Subject: FEX file types

From: Steve Amphlett

Date: 24 Nov, 2008 13:58:02

Message: 4 of 22

"Malcolm Lidierth" <ku.ca.lck@htreidil.mloclam> wrote in message <ggebi1$ach$1@fred.mathworks.com>...
> John
>
> Point taken, but pure m-code can pose security problems also. System, dos, unix, ! etc can all tucked into an m-file by those that choose, so "user beware" applies there too.
>
> Mex-files should not be posted without reason, but sometimes there is good reason.
> In my specific case, the zip contains dlls supplied by the relevant manufacturers as 'redistributables' to read proprietory file formats. It also contains mex-files to link to these dlls where loadlibrary can not work (e.g. with non-scalar structures which are fairly common in file headers). Of 559 m-files in the zip, only two are shadowed by a mex for speed reasons and these are supplied for Win32, Mac and Linux. All mex files are accompanied by source code.
> Mex-files/dlls should be discouraged. But should they be barred?


Are you absolutely sure that you are allowed to redistribute their redistributables yourself? I would doubt it.

Subject: FEX file types

From: Malcolm Lidierth

Date: 24 Nov, 2008 14:53:03

Message: 5 of 22

Steve
Yes. Most of the manufacturer supplied dlls are part of a "collaborative, vendor-neutral" project "dedicated to public domain standards":
http://neuroshare.sourceforge.net/mission.shtml
partly funded by the US National Institute for Neural Disorders and Stroke . All manufacturers have been told what I am doing and have raised no objections.
The dlls are all available on the web in any case - I include them in the zip for the convenience of the end-user.

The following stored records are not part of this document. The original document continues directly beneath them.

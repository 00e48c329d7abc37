//! Money Module
//!
//! Currency codes and the decimal amount type used at the API boundary.
//! All monetary values are `rust_decimal::Decimal`; floats never touch a balance.
//!
//! ## Usage
//! ```rust
//! use remitflow::money::{Currency, parse_amount};
//!
//! let ccy: Currency = "usd".parse().unwrap();
//! assert_eq!(ccy, Currency::Usd);
//!
//! let amount = parse_amount("50.00").unwrap();
//! assert_eq!(amount.to_string(), "50.00");
//! ```

use std::fmt;
use std::str::FromStr;

use rust_decimal::prelude::*;
use serde::{Deserialize, Serialize};
use thiserror::Error;
use utoipa::ToSchema;

/// Maximum fractional digits accepted for a transfer amount
pub const MAX_AMOUNT_DECIMALS: u32 = 8;

// ============================================================================
// Error Types
// ============================================================================

/// Money parsing errors
#[derive(Debug, Error, PartialEq)]
pub enum MoneyError {
    #[error("Unsupported currency: {0}")]
    UnsupportedCurrency(String),

    #[error("Amount must be positive")]
    InvalidAmount,

    #[error("Precision overflow: provided {provided} decimals, max allowed {max}")]
    PrecisionOverflow { provided: u32, max: u32 },

    #[error("Invalid format: {0}")]
    InvalidFormat(String),
}

// ============================================================================
// Currency
// ============================================================================

/// Supported currency codes
#[derive(
    Debug, Clone, Copy, PartialEq, Eq, Hash, PartialOrd, Ord, Serialize, Deserialize, ToSchema,
)]
#[serde(rename_all = "UPPERCASE")]
pub enum Currency {
    Usd,
    Eur,
    Gbp,
    Jpy,
}

impl Currency {
    /// All supported currencies, in display order
    pub const ALL: [Currency; 4] = [Currency::Usd, Currency::Eur, Currency::Gbp, Currency::Jpy];

    /// ISO 4217 code
    pub fn as_str(&self) -> &'static str {
        match self {
            Currency::Usd => "USD",
            Currency::Eur => "EUR",
            Currency::Gbp => "GBP",
            Currency::Jpy => "JPY",
        }
    }
}

impl fmt::Display for Currency {
    fn fmt(&self, f: &mut fmt::Formatter<'_>) -> fmt::Result {
        write!(f, "{}", self.as_str())
    }
}

impl FromStr for Currency {
    type Err = MoneyError;

    fn from_str(s: &str) -> Result<Self, Self::Err> {
        match s.trim().to_ascii_uppercase().as_str() {
            "USD" => Ok(Currency::Usd),
            "EUR" => Ok(Currency::Eur),
            "GBP" => Ok(Currency::Gbp),
            "JPY" => Ok(Currency::Jpy),
            _ => Err(MoneyError::UnsupportedCurrency(s.to_string())),
        }
    }
}

// ============================================================================
// Amount parsing
// ============================================================================

/// Parse a client-provided amount string into a positive Decimal
///
/// Rejects `.5`, `5.`, `+5`, scientific notation, zero, negatives and more than
/// [`MAX_AMOUNT_DECIMALS`] fractional digits.
pub fn parse_amount(s: &str) -> Result<Decimal, MoneyError> {
    let s = s.trim();

    if s.is_empty() {
        return Err(MoneyError::InvalidFormat("amount cannot be empty".into()));
    }
    if s.starts_with('.') {
        return Err(MoneyError::InvalidFormat("use 0.5 not .5".into()));
    }
    if s.ends_with('.') {
        return Err(MoneyError::InvalidFormat("use 5.0 not 5.".into()));
    }
    if s.contains('e') || s.contains('E') {
        return Err(MoneyError::InvalidFormat(
            "scientific notation not allowed".into(),
        ));
    }
    if s.starts_with('+') {
        return Err(MoneyError::InvalidFormat("+ prefix not allowed".into()));
    }

    let d = Decimal::from_str(s).map_err(|e| MoneyError::InvalidFormat(e.to_string()))?;
    check_amount(d)
}

/// Validate an already-parsed amount (positive, bounded precision)
pub fn check_amount(d: Decimal) -> Result<Decimal, MoneyError> {
    if d <= Decimal::ZERO {
        return Err(MoneyError::InvalidAmount);
    }
    let scale = d.normalize().scale();
    if scale > MAX_AMOUNT_DECIMALS {
        return Err(MoneyError::PrecisionOverflow {
            provided: scale,
            max: MAX_AMOUNT_DECIMALS,
        });
    }
    Ok(d)
}

// ============================================================================
// StrictDecimal: Format-Validated Decimal at Serde Layer
// ============================================================================

/// Request amount accepting either a JSON string (`"50.00"`) or a JSON number (`50`).
///
/// String input goes through [`parse_amount`]; numbers are checked with
/// [`check_amount`]. Serializes as a string to preserve precision.
#[derive(Debug, Clone, Copy, PartialEq)]
pub struct StrictDecimal(Decimal);

impl StrictDecimal {
    /// Get the inner Decimal value
    pub fn inner(self) -> Decimal {
        self.0
    }

    pub fn from_decimal(d: Decimal) -> Self {
        Self(d)
    }
}

impl std::ops::Deref for StrictDecimal {
    type Target = Decimal;
    fn deref(&self) -> &Self::Target {
        &self.0
    }
}

impl<'de> Deserialize<'de> for StrictDecimal {
    fn deserialize<D>(deserializer: D) -> Result<Self, D::Error>
    where
        D: serde::Deserializer<'de>,
    {
        use serde::de::Error;

        #[derive(Deserialize)]
        #[serde(untagged)]
        enum DecimalOrString {
            String(String),
            Number(Decimal),
        }

        let d = match DecimalOrString::deserialize(deserializer)? {
            DecimalOrString::String(s) => parse_amount(&s),
            DecimalOrString::Number(d) => check_amount(d),
        }
        .map_err(|e| D::Error::custom(e.to_string()))?;

        Ok(StrictDecimal(d))
    }
}

impl Serialize for StrictDecimal {
    fn serialize<S>(&self, serializer: S) -> Result<S::Ok, S::Error>
    where
        S: serde::Serializer,
    {
        serializer.serialize_str(&self.0.to_string())
    }
}

#[cfg(test)]
mod tests {
    use super::*;

    #[test]
    fn test_currency_parse_case_insensitive() {
        assert_eq!("usd".parse::<Currency>().unwrap(), Currency::Usd);
        assert_eq!(" Eur ".parse::<Currency>().unwrap(), Currency::Eur);
        assert_eq!("GBP".parse::<Currency>().unwrap(), Currency::Gbp);
        assert_eq!("jpy".parse::<Currency>().unwrap(), Currency::Jpy);
    }

    #[test]
    fn test_currency_rejects_unknown() {
        assert_eq!(
            "CHF".parse::<Currency>(),
            Err(MoneyError::UnsupportedCurrency("CHF".to_string()))
        );
    }

    #[test]
    fn test_currency_serde_uses_iso_code() {
        assert_eq!(serde_json::to_string(&Currency::Jpy).unwrap(), r#""JPY""#);
        let c: Currency = serde_json::from_str(r#""GBP""#).unwrap();
        assert_eq!(c, Currency::Gbp);
    }

    #[test]
    fn test_parse_amount() {
        assert_eq!(parse_amount("50.00").unwrap(), Decimal::new(5000, 2));
        assert_eq!(parse_amount("0.00000001").unwrap(), Decimal::new(1, 8));
        assert_eq!(parse_amount(" 7 ").unwrap(), Decimal::from(7));

        assert_eq!(parse_amount("0"), Err(MoneyError::InvalidAmount));
        assert_eq!(parse_amount("-1"), Err(MoneyError::InvalidAmount));
        assert!(parse_amount("").is_err());
        assert!(parse_amount(".5").is_err());
        assert!(parse_amount("5.").is_err());
        assert!(parse_amount("1e3").is_err());
        assert!(parse_amount("+1").is_err());
        assert!(parse_amount("abc").is_err());
        assert_eq!(
            parse_amount("0.000000001"),
            Err(MoneyError::PrecisionOverflow {
                provided: 9,
                max: MAX_AMOUNT_DECIMALS
            })
        );
    }

    #[test]
    fn test_trailing_zeros_do_not_count_as_precision() {
        assert!(parse_amount("1.0000000000").is_ok());
    }

    #[test]
    fn test_strict_decimal_accepts_string_and_number() {
        let d: StrictDecimal = serde_json::from_str(r#""12.5""#).unwrap();
        assert_eq!(*d, Decimal::new(125, 1));

        let d: StrictDecimal = serde_json::from_str("80").unwrap();
        assert_eq!(*d, Decimal::from(80));
    }

    #[test]
    fn test_strict_decimal_rejects_negative_number() {
        let result: Result<StrictDecimal, _> = serde_json::from_str("-1.5");
        assert!(result.unwrap_err().to_string().contains("must be positive"));
    }

    #[test]
    fn test_strict_decimal_serializes_as_string() {
        let d = StrictDecimal::from_decimal(Decimal::new(4250, 2));
        assert_eq!(serde_json::to_string(&d).unwrap(), r#""42.50""#);
    }
}
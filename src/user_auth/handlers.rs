use axum::{
    Extension, Json,
    extract::{Query, State, rejection::JsonRejection},
    http::StatusCode,
};
use serde::Deserialize;
use std::sync::Arc;
use utoipa::IntoParams;

use super::service::{AuthResponse, Claims, LoginRequest, RegisterRequest};
use crate::account::{UserProfile, UserWithBalances};
use crate::gateway::types::{ApiError, ApiResponse, ApiResult, error_codes, ok};
use crate::gateway::state::AppState;

fn bad_body(e: JsonRejection) -> ApiError {
    ApiError::new(StatusCode::BAD_REQUEST, error_codes::INVALID_PARAMETER, e.body_text())
}

/// Register a new user
///
/// POST /api/v1/auth/register
#[utoipa::path(
    post,
    path = "/api/v1/auth/register",
    request_body = RegisterRequest,
    responses(
        (status = 201, description = "User registered with wallet and starting balances", body = ApiResponse<UserWithBalances>),
        (status = 400, description = "Invalid input"),
        (status = 409, description = "Email already registered"),
        (status = 500, description = "Internal server error")
    ),
    tag = "Auth"
)]
pub async fn register(
    State(state): State<Arc<AppState>>,
    payload: Result<Json<RegisterRequest>, JsonRejection>,
) -> ApiResult<UserWithBalances> {
    let Json(req) = payload.map_err(bad_body)?;
    let user = state.user_auth.register(req).await?;
    Ok((StatusCode::CREATED, Json(ApiResponse::success(user))))
}

/// Login user
///
/// POST /api/v1/auth/login
#[utoipa::path(
    post,
    path = "/api/v1/auth/login",
    request_body = LoginRequest,
    responses(
        (status = 200, description = "Login successful", body = ApiResponse<AuthResponse>),
        (status = 400, description = "Malformed request body"),
        (status = 401, description = "Invalid credentials"),
        (status = 500, description = "Internal server error")
    ),
    tag = "Auth"
)]
pub async fn login(
    State(state): State<Arc<AppState>>,
    payload: Result<Json<LoginRequest>, JsonRejection>,
) -> ApiResult<AuthResponse> {
    let Json(req) = payload.map_err(bad_body)?;
    match state.user_auth.sign_in(req).await {
        Ok(resp) => ok(resp),
        Err(e) => {
            tracing::warn!(error = %e, "Login failed");
            Err(e.into())
        }
    }
}

/// Email lookup query
#[derive(Debug, Deserialize, IntoParams)]
pub struct EmailQuery {
    /// Registered email address
    pub email: String,
}

/// Look up a user by email
///
/// GET /api/v1/private/users/lookup?email=...
#[utoipa::path(
    get,
    path = "/api/v1/private/users/lookup",
    params(EmailQuery),
    responses(
        (status = 200, description = "Public profile of the user", body = ApiResponse<UserProfile>),
        (status = 401, description = "Not authenticated"),
        (status = 404, description = "User not found")
    ),
    security(("bearer_auth" = [])),
    tag = "Users"
)]
pub async fn get_user_by_email(
    State(state): State<Arc<AppState>>,
    Extension(_claims): Extension<Claims>,
    Query(q): Query<EmailQuery>,
) -> ApiResult<UserProfile> {
    // Balances stay private to their owner
    let found = state.user_auth.get_user_by_email(&q.email).await?;
    ok(found.profile)
}
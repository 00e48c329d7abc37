pub mod handlers;
pub mod openapi;
pub mod state;
pub mod types;

use std::future::Future;
use std::sync::Arc;

use anyhow::Context;
use axum::{
    Router,
    middleware::from_fn_with_state,
    routing::{get, post},
};
use tokio::net::TcpListener;
use utoipa::OpenApi;
use utoipa_swagger_ui::SwaggerUi;

use crate::user_auth;
use state::AppState;

/// Build the full router: auth, public and JWT-protected private routes plus docs
pub fn create_app(state: Arc<AppState>) -> Router {
    // ==========================================================================
    // Auth Routes
    // ==========================================================================
    let auth_routes = Router::new()
        .route("/register", post(user_auth::handlers::register))
        .route("/login", post(user_auth::handlers::login));

    // ==========================================================================
    // Public Routes (no auth required)
    // ==========================================================================
    let public_routes = Router::new()
        .route("/statuses", get(handlers::get_statuses))
        .route("/rates", get(handlers::get_rates));

    // ==========================================================================
    // Private Routes (JWT required)
    // ==========================================================================
    let private_routes = Router::new()
        .route("/balances", get(handlers::get_balances))
        .route(
            "/transactions",
            get(handlers::get_transactions).post(handlers::create_transaction),
        )
        .route("/transactions/{tx_id}", get(handlers::get_transaction))
        .route("/users", get(handlers::get_users))
        .route("/users/lookup", get(user_auth::handlers::get_user_by_email))
        .layer(from_fn_with_state(
            state.clone(),
            user_auth::jwt_auth_middleware,
        ));

    Router::new()
        .route("/api/v1/health", get(handlers::health_check))
        .nest("/api/v1/auth", auth_routes)
        .nest("/api/v1/public", public_routes)
        .nest("/api/v1/private", private_routes)
        .with_state(state)
        // OpenAPI / Swagger UI (stateless, added after with_state)
        .merge(SwaggerUi::new("/docs").url("/api-docs/openapi.json", openapi::ApiDoc::openapi()))
}

/// Bind `host:port` and serve until `shutdown` resolves
pub async fn run_server<F>(
    host: &str,
    port: u16,
    state: Arc<AppState>,
    shutdown: F,
) -> anyhow::Result<()>
where
    F: Future<Output = ()> + Send + 'static,
{
    let app = create_app(state);

    let addr = format!("{host}:{port}");
    let listener = TcpListener::bind(&addr)
        .await
        .with_context(|| format!("failed to bind {addr} (port already in use?)"))?;

    tracing::info!(%addr, "Gateway listening");
    tracing::info!("API docs: http://{addr}/docs");

    axum::serve(listener, app)
        .with_graceful_shutdown(shutdown)
        .await
        .context("gateway server error")?;

    tracing::info!("Gateway stopped");
    Ok(())
}
//! User authentication
//!
//! Argon2 password hashes and HS256 session tokens.

pub mod handlers;
pub mod middleware;
pub mod service;

pub use middleware::jwt_auth_middleware;
pub use service::{AuthError, AuthResponse, Claims, LoginRequest, RegisterRequest, UserAuthService};
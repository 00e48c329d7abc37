//! Cross-border Transfers
//!
//! A transfer is accepted synchronously and settled later by a worker.
//!
//! # Lifecycle
//!
//! ```text
//! create_transaction ──▶ INITIATED ──(delay)──▶ settle ──▶ SETTLED
//!   debit amount+fee        │                     │
//!   enqueue job             │                     └─(error)─▶ refund ──▶ FAILED
//! ```
//!
//! # Invariants
//!
//! 1. **Atomic reservation**: the sender debit, the INITIATED record and the
//!    settlement job are written together or not at all
//! 2. **Non-negative balances**: the debit is conditional on `balance >= amount + fee`
//! 3. **Exactly-once finalization**: status leaves INITIATED once, via CAS
//! 4. **No retry**: a failed settlement refunds the sender and stays FAILED

pub mod cache;
pub mod error;
pub mod service;
pub mod settlement;
pub mod state;
pub mod types;
pub mod worker;

// Re-exports for convenience
pub use cache::TransactionViewCache;
pub use error::TransferError;
pub use service::TransferService;
pub use settlement::Settler;
pub use state::TransactionStatus;
pub use types::{
    CreateTransactionRequest, Direction, SettleOutcome, TransactionId, TransactionRecord,
    TransactionView,
};
pub use worker::{SettlementWorker, WorkerConfig, spawn_pool};
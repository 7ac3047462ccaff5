//! Principal extraction
//!
//! Every mutating core operation takes the acting user as an explicit
//! parameter. The extractor pulls the principal from request headers set by
//! the identity collaborator in front of this service; there is no ambient
//! session lookup anywhere in the core.

use crate::errors::{AppError, Result};
use axum::{extract::FromRequestParts, http::request::Parts};
use uuid::Uuid;

/// Acting user carried through every core operation
#[derive(Debug, Clone)]
pub struct Principal {
    /// User ID of the caller
    pub actor_id: Uuid,

    /// Display name recorded on audit rows
    pub actor_name: String,

    /// Request ID for tracing
    pub request_id: String,
}

impl Principal {
    pub fn new(actor_id: Uuid, actor_name: impl Into<String>) -> Self {
        Self {
            actor_id,
            actor_name: actor_name.into(),
            request_id: Uuid::new_v4().to_string(),
        }
    }
}

/// Axum extractor for Principal
impl<S> FromRequestParts<S> for Principal
where
    S: Send + Sync,
{
    type Rejection = AppError;

    async fn from_request_parts(parts: &mut Parts, _state: &S) -> Result<Self> {
        // Extract request ID
        let request_id = parts
            .headers
            .get("x-request-id")
            .and_then(|v| v.to_str().ok())
            .map(String::from)
            .unwrap_or_else(|| Uuid::new_v4().to_string());

        // Extract actor ID
        let actor_id = parts
            .headers
            .get("x-actor-id")
            .and_then(|v| v.to_str().ok())
            .and_then(|s| Uuid::parse_str(s).ok())
            .ok_or_else(|| AppError::Unauthorized {
                message: "Missing or invalid X-Actor-ID header".to_string(),
            })?;

        // Extract actor display name, fall back to the id
        let actor_name = parts
            .headers
            .get("x-actor-name")
            .and_then(|v| v.to_str().ok())
            .filter(|s| !s.trim().is_empty())
            .map(String::from)
            .unwrap_or_else(|| actor_id.to_string());

        Ok(Principal {
            actor_id,
            actor_name,
            request_id,
        })
    }
}
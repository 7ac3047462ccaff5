//! Account report entity
//!
//! One record per case-number + reporting-month pair. `version_number`
//! starts at 1 and advances only on an audited status transition, so it
//! always matches the number of ledger entries owned by the row.

use sea_orm::entity::prelude::*;
use serde::{Deserialize, Serialize};

/// Compliance status of a monthly account report
#[derive(Clone, Copy, Debug, PartialEq, Eq, Serialize, Deserialize)]
#[serde(rename_all = "SCREAMING_SNAKE_CASE")]
pub enum ReportStatus {
    Regular,
    Irregular,
}

impl ReportStatus {
    pub fn as_str(&self) -> &'static str {
        match self {
            ReportStatus::Regular => "REGULAR",
            ReportStatus::Irregular => "IRREGULAR",
        }
    }

    pub fn parse(s: &str) -> Option<Self> {
        match s {
            "REGULAR" => Some(ReportStatus::Regular),
            "IRREGULAR" => Some(ReportStatus::Irregular),
            _ => None,
        }
    }
}

impl From<ReportStatus> for String {
    fn from(status: ReportStatus) -> Self {
        status.as_str().to_string()
    }
}

#[derive(Clone, Debug, PartialEq, Eq, DeriveEntityModel, Serialize, Deserialize)]
#[sea_orm(table_name = "account_reports")]
pub struct Model {
    #[sea_orm(primary_key, auto_increment = false)]
    pub id: Uuid,

    #[sea_orm(column_type = "Text")]
    pub process_number: String,

    #[sea_orm(column_type = "Text")]
    pub interested_party: String,

    /// Reporting month at YYYY-MM granularity
    #[sea_orm(column_type = "Text")]
    pub month: String,

    /// REGULAR or IRREGULAR
    #[sea_orm(column_type = "Text")]
    pub status: String,

    /// Populated if and only if status is IRREGULAR
    #[sea_orm(column_type = "Text", nullable)]
    pub reason: Option<String>,

    #[sea_orm(column_type = "Text", nullable)]
    pub notes: Option<String>,

    pub entry_date: Date,

    pub exit_date: Option<Date>,

    #[sea_orm(column_type = "Text", nullable)]
    pub external_link: Option<String>,

    /// Monotonic, starts at 1 on creation
    pub version_number: i32,

    pub created_by: Uuid,

    pub updated_by: Uuid,

    pub created_at: DateTimeWithTimeZone,

    pub updated_at: DateTimeWithTimeZone,
}

impl Model {
    /// Get the status as an enum
    pub fn report_status(&self) -> ReportStatus {
        ReportStatus::parse(&self.status).unwrap_or(ReportStatus::Regular)
    }
}

#[derive(Copy, Clone, Debug, EnumIter, DeriveRelation)]
pub enum Relation {
    #[sea_orm(has_many = "super::audit_entry::Entity")]
    AuditEntries,
}

impl Related<super::audit_entry::Entity> for Entity {
    fn to() -> RelationDef {
        Relation::AuditEntries.def()
    }
}

impl ActiveModelBehavior for ActiveModel {}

I have a specific reason for including mex/dll files. I was hoping to gauge how many others also need that facility.

ML

Subject: FEX file types

From: Steve Amphlett

Date: 24 Nov, 2008 15:05:03

Message: 6 of 22

"Malcolm Lidierth" <ku.ca.lck@htreidil.mloclam> wrote in message <ggef4f$3qi$1@fred.mathworks.com>...
> Steve
> Yes. Most of the manufacturer supplied dlls are part of a "collaborative, vendor-neutral" project "dedicated to public domain standards":
> http://neuroshare.sourceforge.net/mission.shtml
> partly funded by the US National Institute for Neural Disorders and Stroke . All manufacturers have been told what I am doing and have raised no objections.
> The dlls are all available on the web in any case - I include them in the zip for the convenience of the end-user.
>
> I have a specific reason for including mex/dll files. I was hoping to gauge how many others also need that facility.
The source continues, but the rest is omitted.